Il diritto alla salute deve essere garantito perché è un diritto costituzionale e universale. Ma a Colleferro e nella valle del Sacco non lo è perché siamo la “valle dei veleni”. Né abbiamo garantito il diritto alle cure perché l’accesso è limitato, vista la destrutturazione del Servizio Sanitario Nazionale e le scarse possibilità per la stragrande maggioranza dei cittadini di accedere alla sanità privata.

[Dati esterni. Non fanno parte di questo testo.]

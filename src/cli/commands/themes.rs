//! Themes command implementation.

use serde_json::json;

use crate::cli::{Cli, OutputFormat};
use crate::config::Config;
use crate::error::Result;
use crate::theme::{available_themes, Theme};

/// Run the themes command.
pub fn run(cli: &Cli, config: &Config) -> Result<()> {
    let active = Theme::from_name(&config.theme.name).map(|t| t.name);

    match cli.effective_output() {
        OutputFormat::Json => {
            let themes: Vec<_> = available_themes()
                .into_iter()
                .filter_map(Theme::from_name)
                .map(|t| {
                    json!({
                        "name": t.name,
                        "active": active.as_deref() == Some(t.name.as_str()),
                        "foreground": t.foreground.to_hex(),
                        "diff_added_bg": t.diff_added_bg.to_hex(),
                        "diff_removed_bg": t.diff_removed_bg.to_hex(),
                        "search_bg": t.search_bg.to_hex(),
                        "gutter": t.gutter.to_hex(),
                    })
                })
                .collect();
            println!("{}", serde_json::to_string_pretty(&themes)?);
        }
        OutputFormat::Text => {
            for name in available_themes() {
                let marker = if active.as_deref() == Some(name) { "*" } else { " " };
                println!("{marker} {name}");
            }
        }
    }

    Ok(())
}
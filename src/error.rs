//! Error types for snatch-view.
//!
//! The rendering core itself is infallible: malformed diff headers, bad regexes
//! and out-of-range offsets all degrade to best-effort output. Errors surface
//! only at the edges (reading input, loading configuration and CLI argument
//! validation).

use std::path::PathBuf;

use thiserror::Error;

/// Primary error type for snatch-view operations.
#[derive(Error, Debug)]
pub enum ViewError {
    /// File not found.
    #[error("File not found: {path}")]
    FileNotFound {
        /// Path to the missing file.
        path: PathBuf,
    },

    /// Permission denied when accessing a file.
    #[error("Permission denied: {path}")]
    PermissionDenied {
        /// Path where access was denied.
        path: PathBuf,
    },

    /// Configuration error.
    #[error("Configuration error: {message}")]
    ConfigError {
        /// Human-readable error message.
        message: String,
    },

    /// Invalid configuration file contents.
    #[error("Invalid configuration: {message}")]
    InvalidConfig {
        /// Human-readable error message.
        message: String,
    },

    /// I/O error.
    #[error("I/O error: {context}")]
    IoError {
        /// Context describing the operation that failed.
        context: String,
        /// Underlying I/O error.
        #[source]
        source: std::io::Error,
    },

    /// Serialization error.
    #[error("Serialization error: {context}")]
    SerializationError {
        /// Context describing the operation that failed.
        context: String,
        /// Underlying serde_json error.
        #[source]
        source: serde_json::Error,
    },

    /// Input text is not valid UTF-8.
    #[error("Input is not valid UTF-8: {context}")]
    InvalidEncoding {
        /// Where the input came from.
        context: String,
    },

    /// Unsupported operation or feature.
    #[error("Unsupported: {feature}")]
    Unsupported {
        /// Name of the unsupported feature.
        feature: String,
    },

    /// Invalid argument.
    #[error("Invalid argument '{name}': {reason}")]
    InvalidArgument {
        /// Name of the invalid argument.
        name: String,
        /// Reason why the argument is invalid.
        reason: String,
    },

    /// Interrupted operation.
    #[error("Operation interrupted")]
    Interrupted,
}

impl ViewError {
    /// Create a new I/O error with context.
    #[must_use]
    pub fn io(context: impl Into<String>, source: std::io::Error) -> Self {
        Self::IoError {
            context: context.into(),
            source,
        }
    }

    /// Create a new invalid argument error.
    #[must_use]
    pub fn invalid_argument(name: impl Into<String>, reason: impl Into<String>) -> Self {
        Self::InvalidArgument {
            name: name.into(),
            reason: reason.into(),
        }
    }

    /// Create a new unsupported error.
    #[must_use]
    pub fn unsupported(feature: impl Into<String>) -> Self {
        Self::Unsupported {
            feature: feature.into(),
        }
    }

    /// Map an I/O error on `path` to the most specific variant.
    #[must_use]
    pub fn from_io_at(path: impl Into<PathBuf>, source: std::io::Error) -> Self {
        let path = path.into();
        match source.kind() {
            std::io::ErrorKind::NotFound => Self::FileNotFound { path },
            std::io::ErrorKind::PermissionDenied => Self::PermissionDenied { path },
            std::io::ErrorKind::InvalidData => Self::InvalidEncoding {
                context: path.display().to_string(),
            },
            _ => Self::io(format!("Failed to read {}", path.display()), source),
        }
    }

    /// Get the exit code for this error.
    #[must_use]
    pub const fn exit_code(&self) -> i32 {
        match self {
            Self::FileNotFound { .. } => exit_codes::EXIT_FILE_NOT_FOUND,
            Self::PermissionDenied { .. } => exit_codes::EXIT_PERMISSION_DENIED,
            Self::ConfigError { .. } | Self::InvalidConfig { .. } => exit_codes::EXIT_CONFIG_ERROR,
            Self::InvalidArgument { .. } => exit_codes::EXIT_USAGE_ERROR,
            Self::InvalidEncoding { .. } => exit_codes::EXIT_DATA_ERROR,
            Self::IoError { .. } => exit_codes::EXIT_IO_ERROR,
            Self::Interrupted => exit_codes::EXIT_INTERRUPTED,
            _ => exit_codes::EXIT_GENERAL_ERROR,
        }
    }
}

/// Result type alias for snatch-view operations.
pub type Result<T> = std::result::Result<T, ViewError>;

impl From<std::io::Error> for ViewError {
    fn from(err: std::io::Error) -> Self {
        Self::IoError {
            context: "I/O operation failed".to_string(),
            source: err,
        }
    }
}

impl From<serde_json::Error> for ViewError {
    fn from(err: serde_json::Error) -> Self {
        Self::SerializationError {
            context: "JSON operation failed".to_string(),
            source: err,
        }
    }
}

impl From<std::string::FromUtf8Error> for ViewError {
    fn from(err: std::string::FromUtf8Error) -> Self {
        Self::InvalidEncoding {
            context: err.to_string(),
        }
    }
}

/// Exit codes for CLI operations.
pub mod exit_codes {
    /// Operation completed successfully.
    pub const EXIT_SUCCESS: i32 = 0;
    /// General/unspecified error.
    pub const EXIT_GENERAL_ERROR: i32 = 1;
    /// Specified file not found.
    pub const EXIT_FILE_NOT_FOUND: i32 = 3;
    /// Insufficient permissions.
    pub const EXIT_PERMISSION_DENIED: i32 = 4;
    /// Invalid configuration.
    pub const EXIT_CONFIG_ERROR: i32 = 5;
    /// Invalid command-line usage (BSD standard).
    pub const EXIT_USAGE_ERROR: i32 = 64;
    /// Input data format error (BSD standard).
    pub const EXIT_DATA_ERROR: i32 = 65;
    /// I/O error (BSD standard).
    pub const EXIT_IO_ERROR: i32 = 74;
    /// Terminated by Ctrl+C (128 + SIGINT).
    pub const EXIT_INTERRUPTED: i32 = 130;
}
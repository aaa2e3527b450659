// Copyright (c) The trx-playlist Contributors
// SPDX-License-Identifier: MIT OR Apache-2.0

//! Outcome records and failure extraction.

use crate::report::Report;
use std::fmt;

/// The result of a single test execution, as recorded in the report.
#[derive(Clone, Debug, Eq, PartialEq, Hash)]
pub enum Outcome {
    /// The test passed.
    Passed,

    /// The test failed.
    Failed,

    /// Any other outcome, such as `NotExecuted` or `Inconclusive`. Carries the original text.
    Other(String),
}

impl Outcome {
    /// Parses an outcome from the text of an `outcome` attribute.
    ///
    /// Matching is exact: only `Passed` and `Failed` are recognized.
    pub fn from_attribute(value: &str) -> Self {
        match value {
            "Passed" => Self::Passed,
            "Failed" => Self::Failed,
            other => Self::Other(other.to_owned()),
        }
    }

    /// Returns true if this outcome is a failure.
    pub fn is_failure(&self) -> bool {
        matches!(self, Self::Failed)
    }
}

impl fmt::Display for Outcome {
    fn fmt(&self, f: &mut fmt::Formatter<'_>) -> fmt::Result {
        match self {
            Self::Passed => write!(f, "Passed"),
            Self::Failed => write!(f, "Failed"),
            Self::Other(other) => write!(f, "{other}"),
        }
    }
}

/// The outcome of one test execution, keyed by its execution identifier.
#[derive(Clone, Debug, Eq, PartialEq)]
pub struct OutcomeRecord {
    execution_id: String,
    outcome: Outcome,
}

impl OutcomeRecord {
    /// Creates a new outcome record.
    pub fn new(execution_id: impl Into<String>, outcome: Outcome) -> Self {
        Self {
            execution_id: execution_id.into(),
            outcome,
        }
    }

    /// Returns the execution identifier.
    pub fn execution_id(&self) -> &str {
        &self.execution_id
    }

    /// Returns the outcome.
    pub fn outcome(&self) -> &Outcome {
        &self.outcome
    }
}

/// Returns the failed outcome records in the report, in document order.
pub fn extract_failures(report: &Report) -> impl Iterator<Item = &OutcomeRecord> {
    report
        .outcomes()
        .iter()
        .filter(|record| record.outcome.is_failure())
}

Non è possibile imporre cambiamenti socio-politici dal basso se prima il sistema non si autoriforma dall’interno. E’ tempo di pensare ad un nuovo ’68 per una rivoluzione sociale nel senso etico ed ecologico del termine, che abbatta civilmente il sistema di potere economico che governa la sanità pubblica, dove insieme alla scuola, si è aziendalizzato il servizio. Il marcio non è solo il profitto, ma la corruzione, la malasanità, la cattiva politica, le carriere facili, i compromessi sulla pelle dei pazienti, i guadagni facili, la mancanza volontaria di controlli, la perdita del senso di comunità.

Dal mio punto di vista la lotta in difesa della sanità pubblica, come della scuola o dei trasporti, è volta ad affermare la centralità del cittadino e non di chi lo rappresenta, ma è utopico pensare che per questa via si possa affermare un nuovo ordinamento politico. Non siamo appunto nel ’68.